→ **Exercise prompt**
Please check every line of the listing for "DefaultHasher" and copy each line where it is found.
### Records shown
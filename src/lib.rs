//! This crate exposes Binary Search Trees (BSTs) with a choice of balancing
//! strategy, mostly for educational purposes.
//!
//! ## Binary Search Tree
//!
//! A Binary Search Tree is a data structure supporting operations to
//! insert, find, and remove stored values. BSTs are typically defined
//! recursively using the notion of a `Node`. A `Node` stores a value and
//! will sometimes have child `Node`s. The most important invariants of a BST are:
//!
//! 1. For every `Node` in a BST, all the `Node`s in its left subtree have a
//!    value less than its own value.
//! 2. For every `Node` in a BST, all the `Node`s in its right subtree have a
//!    value greater than its own value.
//!
//! > Note that some `Node`s have no children. These `Node`s are called "leaf nodes".
//!
//! Searching for values in the tree takes `O(height)` (where `height` is the longest
//! path from the root `Node` to a leaf `Node`). A plain BST fed sorted input
//! degenerates into a list, so this crate offers two ways of keeping the height at
//! `O(lg N)`:
//!
//! - [`AvlTree`] rotates whenever the heights of a node's two subtrees differ by more
//!   than one.
//! - [`RedBlackTree`] colours nodes red or black and rotates or recolours whenever a
//!   red node gets a red child.
//!
//! All variants share one [`Tree`] type. The balancing strategy is its second type
//! parameter, and [`BinarySearchTree`] is the variant that does no balancing at all.
//! Values are unique: inserting a value twice fails with
//! [`TreeError::DuplicateValue`].
//!
//! ```
//! use search_trees::{AvlTree, BinarySearchTree};
//!
//! let mut plain = BinarySearchTree::new();
//! let mut avl = AvlTree::new();
//! for x in 1..=7 {
//!     plain.insert(x).unwrap();
//!     avl.insert(x).unwrap();
//! }
//!
//! assert_eq!(plain.to_string(), avl.to_string());
//! assert_eq!(plain.height(), 6);
//! assert_eq!(avl.height(), 2);
//! ```

#![deny(missing_docs, clippy::clone_on_ref_ptr)]

pub mod avl;
pub mod error;
pub mod node;
pub mod red_black;
pub mod tree;

pub use avl::{Avl, AvlTree};
pub use error::{Result, TreeError};
pub use node::{Color, NodeId, NodeRef};
pub use red_black::{RedBlack, RedBlackTree};
pub use tree::{BinarySearchTree, Iter, Rebalance, Removal, Tree, Unbalanced};
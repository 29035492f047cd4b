//! Per-event geometry for the day-grid and month-pill views.
//!
//! All vertical math is minutes-since-midnight times slot height; the
//! visible hour range is a scroll window used for exclusion, not a shift of
//! the origin. Horizontal placement is percent-of-column-area derived from
//! the column slot.

use chrono::{Datelike, Duration, NaiveDate, NaiveDateTime, Timelike};
use serde::{Deserialize, Serialize};
use strum_macros::EnumIter;

use crate::breakpoint::ViewParams;
use crate::cluster::group_overlapping;
use crate::columns::assign_columns;
use crate::event::{project_onto_day, DaySpan, LayoutEvent};

/// Fixed row pitch of a month cell stack, in pixels.
pub const MONTH_ROW_HEIGHT: f32 = 22.0;
/// Fixed pill height inside a month row, in pixels.
pub const MONTH_PILL_HEIGHT: f32 = 18.0;

#[derive(Debug, Clone, Copy, PartialEq, Eq, Hash, Serialize, Deserialize, EnumIter)]
#[serde(rename_all = "kebab-case")]
pub enum ViewKind {
    DayGrid,
    MonthPill,
}

impl ViewKind {
    pub fn as_str(&self) -> &'static str {
        match self {
            ViewKind::DayGrid => "day-grid",
            ViewKind::MonthPill => "month-pill",
        }
    }
}

/// Pixel/percent box for one timed event.
#[derive(Debug, Clone, Copy, PartialEq, Serialize, Deserialize)]
pub struct EventGeometry {
    pub top: f32,
    pub height: f32,
    pub left_pct: f32,
    pub width_pct: f32,
}

#[derive(Debug, Clone, PartialEq, Serialize, Deserialize)]
pub struct PositionedEvent {
    pub id: String,
    pub geometry: EventGeometry,
    pub column: usize,
    pub column_count: usize,
    /// Set when the event wrapped past the column maximum; the renderer
    /// shows it as part of a "+N more" indicator instead of a full box.
    pub overflow: bool,
}

/// Stacked all-day chips for one day, capped at the display maximum.
#[derive(Debug, Clone, Default, PartialEq, Serialize, Deserialize)]
pub struct AllDayRow {
    pub visible: Vec<String>,
    pub more: usize,
}

#[derive(Debug, Clone, Copy, PartialEq, Serialize, Deserialize)]
pub struct NowIndicator {
    pub top: f32,
    pub visible: bool,
}

#[derive(Debug, Clone, PartialEq, Serialize, Deserialize)]
pub struct MonthPill {
    pub id: String,
    pub row: usize,
    pub top: f32,
    pub height: f32,
}

#[derive(Debug, Clone, PartialEq, Serialize, Deserialize)]
pub struct MonthCell {
    pub date: NaiveDate,
    pub pills: Vec<MonthPill>,
    /// Events beyond `month_max_display`, summarized rather than dropped.
    pub more: usize,
}

#[derive(Debug, Clone, PartialEq, Serialize, Deserialize)]
pub enum LayoutBody {
    DayGrid {
        timed: Vec<PositionedEvent>,
        all_day: AllDayRow,
        now: NowIndicator,
    },
    MonthPills {
        cells: Vec<MonthCell>,
    },
}

#[derive(Debug, Clone, PartialEq, Serialize, Deserialize)]
pub struct LayoutResult {
    pub body: LayoutBody,
    /// Ids of records skipped during normalization.
    pub skipped: Vec<String>,
    pub layout_version: u64,
    pub computed_at_ms: u64,
}

impl LayoutResult {
    /// Sanity check applied on every cache read: a stored result with
    /// non-finite geometry is treated as undecodable and recomputed.
    pub fn is_well_formed(&self) -> bool {
        match &self.body {
            LayoutBody::DayGrid { timed, now, .. } => {
                now.top.is_finite()
                    && timed.iter().all(|p| {
                        p.geometry.top.is_finite()
                            && p.geometry.height.is_finite()
                            && p.geometry.left_pct.is_finite()
                            && p.geometry.width_pct.is_finite()
                    })
            }
            LayoutBody::MonthPills { cells } => cells
                .iter()
                .flat_map(|cell| cell.pills.iter())
                .all(|pill| pill.top.is_finite() && pill.height.is_finite()),
        }
    }
}

fn minute_to_y(minute: i64, params: &ViewParams) -> f32 {
    minute as f32 / 60.0 * params.slot_height
}

/// Timed spans for one day, with events wholly outside the visible hour
/// window excluded from layout entirely.
fn visible_spans(events: &[LayoutEvent], date: NaiveDate, params: &ViewParams) -> Vec<DaySpan> {
    events
        .iter()
        .enumerate()
        .filter_map(|(index, event)| {
            project_onto_day(event, index, date, params.min_duration_minutes)
        })
        .filter(|span| {
            span.start_minute < params.visible_end_minute()
                && span.display_end_minute > params.visible_start_minute()
        })
        .collect()
}

/// Lay out one day column: overlap clusters, column slots, pixel geometry.
#[profiling::function]
pub fn day_grid(
    events: &[LayoutEvent],
    date: NaiveDate,
    params: &ViewParams,
    now: NaiveDateTime,
) -> LayoutBody {
    let spans = visible_spans(events, date, params);
    let clusters = group_overlapping(&spans);

    let mut timed = Vec::with_capacity(spans.len());
    for cluster in &clusters {
        for (span_index, slot) in assign_columns(cluster, params.max_columns) {
            let span = &spans[span_index];
            let width_pct = 100.0 / slot.column_count as f32;
            timed.push(PositionedEvent {
                id: events[span.event].id.clone(),
                geometry: EventGeometry {
                    top: minute_to_y(span.start_minute, params),
                    height: minute_to_y(span.display_end_minute - span.start_minute, params),
                    left_pct: slot.column as f32 * width_pct,
                    width_pct,
                },
                column: slot.column,
                column_count: slot.column_count,
                overflow: slot.overflow,
            });
        }
    }

    LayoutBody::DayGrid {
        timed,
        all_day: all_day_row(events, date, params),
        now: now_indicator(now, date, params),
    }
}

/// The non-overlapping all-day chip row for one day.
fn all_day_row(events: &[LayoutEvent], date: NaiveDate, params: &ViewParams) -> AllDayRow {
    let mut chips: Vec<(NaiveDateTime, usize)> = events
        .iter()
        .enumerate()
        .filter(|(_, event)| event.all_day && event.occurs_on(date))
        .map(|(index, event)| (event.start_utc, index))
        .collect();
    chips.sort();

    let display = chips.len().min(params.all_day_max_display);
    AllDayRow {
        visible: chips[..display]
            .iter()
            .map(|&(_, index)| events[index].id.clone())
            .collect(),
        more: chips.len() - display,
    }
}

/// Current-time marker, mapped with the same vertical math as events.
pub fn now_indicator(now: NaiveDateTime, date: NaiveDate, params: &ViewParams) -> NowIndicator {
    if now.date() != date {
        return NowIndicator {
            top: 0.0,
            visible: false,
        };
    }

    let minute = i64::from(now.time().hour()) * 60 + i64::from(now.time().minute());
    NowIndicator {
        top: minute_to_y(minute, params),
        visible: minute >= params.visible_start_minute() && minute < params.visible_end_minute(),
    }
}

fn days_in_month(year: i32, month: u32) -> u32 {
    let (next_year, next_month) = if month == 12 {
        (year + 1, 1)
    } else {
        (year, month + 1)
    };
    let first_next = NaiveDate::from_ymd_opt(next_year, next_month, 1).expect("valid month start");
    (first_next - Duration::days(1)).day()
}

/// Lay out the month view: one cell per day of the focus month, each a
/// fixed-pitch pill stack truncated at `month_max_display` with an
/// overflow count.
#[profiling::function]
pub fn month_pills(events: &[LayoutEvent], focus: NaiveDate, params: &ViewParams) -> LayoutBody {
    let year = focus.year();
    let month = focus.month();

    let mut cells = Vec::with_capacity(31);
    for day in 1..=days_in_month(year, month) {
        let date = NaiveDate::from_ymd_opt(year, month, day).expect("valid day of month");

        let mut on_day: Vec<(NaiveDateTime, usize)> = events
            .iter()
            .enumerate()
            .filter(|(_, event)| event.occurs_on(date))
            .map(|(index, event)| (event.start_utc, index))
            .collect();
        on_day.sort();

        let display = on_day.len().min(params.month_max_display);
        let pills = on_day[..display]
            .iter()
            .enumerate()
            .map(|(row, &(_, index))| MonthPill {
                id: events[index].id.clone(),
                row,
                top: row as f32 * MONTH_ROW_HEIGHT,
                height: MONTH_PILL_HEIGHT,
            })
            .collect();

        cells.push(MonthCell {
            date,
            pills,
            more: on_day.len() - display,
        });
    }

    LayoutBody::MonthPills { cells }
}
//! Signature-keyed memoization of layout results.
//!
//! The cache is owned and mutated exclusively by the engine; callers only
//! ever see its get/set/clear contract. Entries are invalidated by layout
//! version mismatch, by TTL expiry, or by failing the well-formedness
//! check, and evicted oldest-insertion-first once the size bound is hit.

use std::collections::hash_map::DefaultHasher;
use std::hash::{Hash, Hasher};
use std::time::{Duration, Instant};

use hashbrown::HashMap;
use tracing::{debug, warn};

use crate::grid::LayoutResult;

pub const DEFAULT_CACHE_TTL: Duration = Duration::from_secs(60);
pub const DEFAULT_CACHE_CAPACITY: usize = 64;

/// Deterministic cache key over event-set identity, view parameters and
/// breakpoint. Two calls with identical inputs build identical signatures.
#[derive(Debug, Clone, Copy, PartialEq, Eq, Hash)]
pub struct LayoutSignature(u64);

impl LayoutSignature {
    /// Start a typed signature builder seeded with a stable namespace.
    pub fn builder(seed: impl Hash) -> SignatureBuilder {
        SignatureBuilder::new(seed)
    }

    pub fn as_u64(&self) -> u64 {
        self.0
    }
}

/// Incremental builder for layout signatures.
///
/// Avoids ad-hoc string formatting and keeps key construction typed.
pub struct SignatureBuilder {
    hasher: DefaultHasher,
}

impl SignatureBuilder {
    pub fn new(seed: impl Hash) -> Self {
        let mut hasher = DefaultHasher::new();
        seed.hash(&mut hasher);
        SignatureBuilder { hasher }
    }

    pub fn with(mut self, part: impl Hash) -> Self {
        part.hash(&mut self.hasher);
        self
    }

    pub fn finish(self) -> LayoutSignature {
        LayoutSignature(self.hasher.finish())
    }
}

struct CacheEntry {
    result: LayoutResult,
    inserted_at: Instant,
    version: u64,
}

/// Read-only cache counters for the diagnostics pane.
#[derive(Debug, Clone, Copy, Default, PartialEq, Eq)]
pub struct CacheStats {
    pub entries: usize,
    pub hits: u64,
    pub misses: u64,
    pub evictions: u64,
}

pub struct LayoutCache {
    entries: HashMap<LayoutSignature, CacheEntry>,
    ttl: Duration,
    capacity: usize,
    hits: u64,
    misses: u64,
    evictions: u64,
}

impl Default for LayoutCache {
    fn default() -> Self {
        Self::new(DEFAULT_CACHE_TTL, DEFAULT_CACHE_CAPACITY)
    }
}

impl LayoutCache {
    /// Capacity must be at least 1; the engine validates this at
    /// configuration time.
    pub fn new(ttl: Duration, capacity: usize) -> Self {
        LayoutCache {
            entries: HashMap::new(),
            ttl,
            capacity,
            hits: 0,
            misses: 0,
            evictions: 0,
        }
    }

    fn entry_is_live(&self, entry: &CacheEntry, version: u64) -> bool {
        entry.version == version && entry.inserted_at.elapsed() <= self.ttl
    }

    /// Look up a result. Version mismatches, expired entries and entries
    /// failing the well-formedness check all count as misses; the last
    /// kind is dropped with a warning rather than surfaced as an error.
    pub fn get(&mut self, signature: LayoutSignature, version: u64) -> Option<LayoutResult> {
        let Some(entry) = self.entries.get(&signature) else {
            self.misses += 1;
            return None;
        };

        if !self.entry_is_live(entry, version) {
            debug!(
                "Layout cache: stale entry for {:#x} (version {} vs {})",
                signature.as_u64(),
                entry.version,
                version
            );
            self.entries.remove(&signature);
            self.misses += 1;
            return None;
        }

        if !entry.result.is_well_formed() {
            warn!(
                "Layout cache: discarding malformed entry for {:#x}",
                signature.as_u64()
            );
            self.entries.remove(&signature);
            self.misses += 1;
            return None;
        }

        self.hits += 1;
        self.entries
            .get(&signature)
            .map(|entry| entry.result.clone())
    }

    pub fn set(&mut self, signature: LayoutSignature, result: LayoutResult, version: u64) {
        self.entries.insert(
            signature,
            CacheEntry {
                result,
                inserted_at: Instant::now(),
                version,
            },
        );

        while self.entries.len() > self.capacity {
            let oldest = self
                .entries
                .iter()
                .min_by_key(|(_, entry)| entry.inserted_at)
                .map(|(signature, _)| *signature);
            let Some(oldest) = oldest else {
                break;
            };
            self.entries.remove(&oldest);
            self.evictions += 1;
        }
    }

    pub fn has(&self, signature: LayoutSignature, version: u64) -> bool {
        self.entries
            .get(&signature)
            .is_some_and(|entry| self.entry_is_live(entry, version) && entry.result.is_well_formed())
    }

    pub fn delete(&mut self, signature: LayoutSignature) -> bool {
        self.entries.remove(&signature).is_some()
    }

    pub fn clear(&mut self) {
        self.entries.clear();
    }

    pub fn stats(&self) -> CacheStats {
        CacheStats {
            entries: self.entries.len(),
            hits: self.hits,
            misses: self.misses,
            evictions: self.evictions,
        }
    }
}

#[cfg(test)]
mod tests {
    use super::*;
    use crate::grid::{AllDayRow, LayoutBody, NowIndicator};
    use std::thread::sleep;

    fn result(version: u64) -> LayoutResult {
        LayoutResult {
            body: LayoutBody::DayGrid {
                timed: Vec::new(),
                all_day: AllDayRow::default(),
                now: NowIndicator {
                    top: 0.0,
                    visible: false,
                },
            },
            skipped: Vec::new(),
            layout_version: version,
            computed_at_ms: 0,
        }
    }

    fn signature(n: u64) -> LayoutSignature {
        LayoutSignature::builder("test").with(n).finish()
    }

    #[test]
    fn test_signature_is_deterministic() {
        let a = LayoutSignature::builder("layout").with(3u64).with("day-grid").finish();
        let b = LayoutSignature::builder("layout").with(3u64).with("day-grid").finish();
        let c = LayoutSignature::builder("layout").with(4u64).with("day-grid").finish();

        assert_eq!(a, b);
        assert_ne!(a, c);
    }

    #[test]
    fn test_set_then_get_round_trips() {
        let mut cache = LayoutCache::default();
        let sig = signature(1);

        cache.set(sig, result(1), 1);
        assert!(cache.has(sig, 1));
        assert_eq!(cache.get(sig, 1), Some(result(1)));
        assert_eq!(cache.stats().hits, 1);
    }

    #[test]
    fn test_version_mismatch_is_a_miss() {
        let mut cache = LayoutCache::default();
        let sig = signature(1);

        cache.set(sig, result(1), 1);
        assert!(!cache.has(sig, 2));
        assert_eq!(cache.get(sig, 2), None);
        // The stale entry is dropped, not resurrected by a later read.
        assert_eq!(cache.get(sig, 1), None);
    }

    #[test]
    fn test_ttl_expiry() {
        let mut cache = LayoutCache::new(Duration::from_millis(20), 8);
        let sig = signature(1);

        cache.set(sig, result(1), 1);
        assert!(cache.has(sig, 1));

        sleep(Duration::from_millis(40));
        assert!(!cache.has(sig, 1));
        assert_eq!(cache.get(sig, 1), None);
    }

    #[test]
    fn test_eviction_drops_oldest_first() {
        let mut cache = LayoutCache::new(Duration::from_secs(60), 2);

        cache.set(signature(1), result(1), 1);
        sleep(Duration::from_millis(5));
        cache.set(signature(2), result(1), 1);
        sleep(Duration::from_millis(5));
        cache.set(signature(3), result(1), 1);

        assert_eq!(cache.stats().entries, 2);
        assert_eq!(cache.stats().evictions, 1);
        assert!(!cache.has(signature(1), 1));
        assert!(cache.has(signature(2), 1));
        assert!(cache.has(signature(3), 1));
    }

    #[test]
    fn test_malformed_entry_is_a_miss() {
        let mut cache = LayoutCache::default();
        let sig = signature(1);

        let mut bad = result(1);
        if let LayoutBody::DayGrid { now, .. } = &mut bad.body {
            now.top = f32::INFINITY;
        }

        cache.set(sig, bad, 1);
        assert!(!cache.has(sig, 1));
        assert_eq!(cache.get(sig, 1), None);
        assert_eq!(cache.stats().entries, 0);
    }

    #[test]
    fn test_delete_and_clear() {
        let mut cache = LayoutCache::default();

        cache.set(signature(1), result(1), 1);
        cache.set(signature(2), result(1), 1);

        assert!(cache.delete(signature(1)));
        assert!(!cache.delete(signature(1)));

        cache.clear();
        assert_eq!(cache.stats().entries, 0);
    }
}
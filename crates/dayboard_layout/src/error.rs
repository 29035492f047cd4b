/// Configuration errors.
///
/// These are raised when the engine or a breakpoint table is constructed
/// with values that can only come from a programming mistake. Layout passes
/// themselves never fail on data quality; malformed events are skipped and
/// oversized clusters are flagged instead.
#[derive(thiserror::Error, Debug, Clone, PartialEq)]
pub enum Error {
    #[error("max columns must be at least 1")]
    ZeroMaxColumns,

    #[error("slot height must be a positive finite number, got {0}")]
    BadSlotHeight(f32),

    #[error("visible hour range {start}..{end} is inverted or out of bounds")]
    BadHourRange { start: u32, end: u32 },

    #[error("minimum rendered duration must not be negative, got {0}")]
    NegativeMinDuration(i64),

    #[error("breakpoint table is empty")]
    EmptyBreakpointTable,

    #[error("breakpoint table must start at width 0, got {0}")]
    BreakpointTableOffset(f32),

    #[error("breakpoint table widths must be strictly ascending: {prev} then {next}")]
    UnorderedBreakpointTable { prev: f32, next: f32 },

    #[error("cache capacity must be at least 1")]
    ZeroCacheCapacity,
}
######
→ **Result of the exercise**
use std::collections::hash_map::DefaultHasher;
    hasher: DefaultHasher,
        let mut hasher = DefaultHasher::new();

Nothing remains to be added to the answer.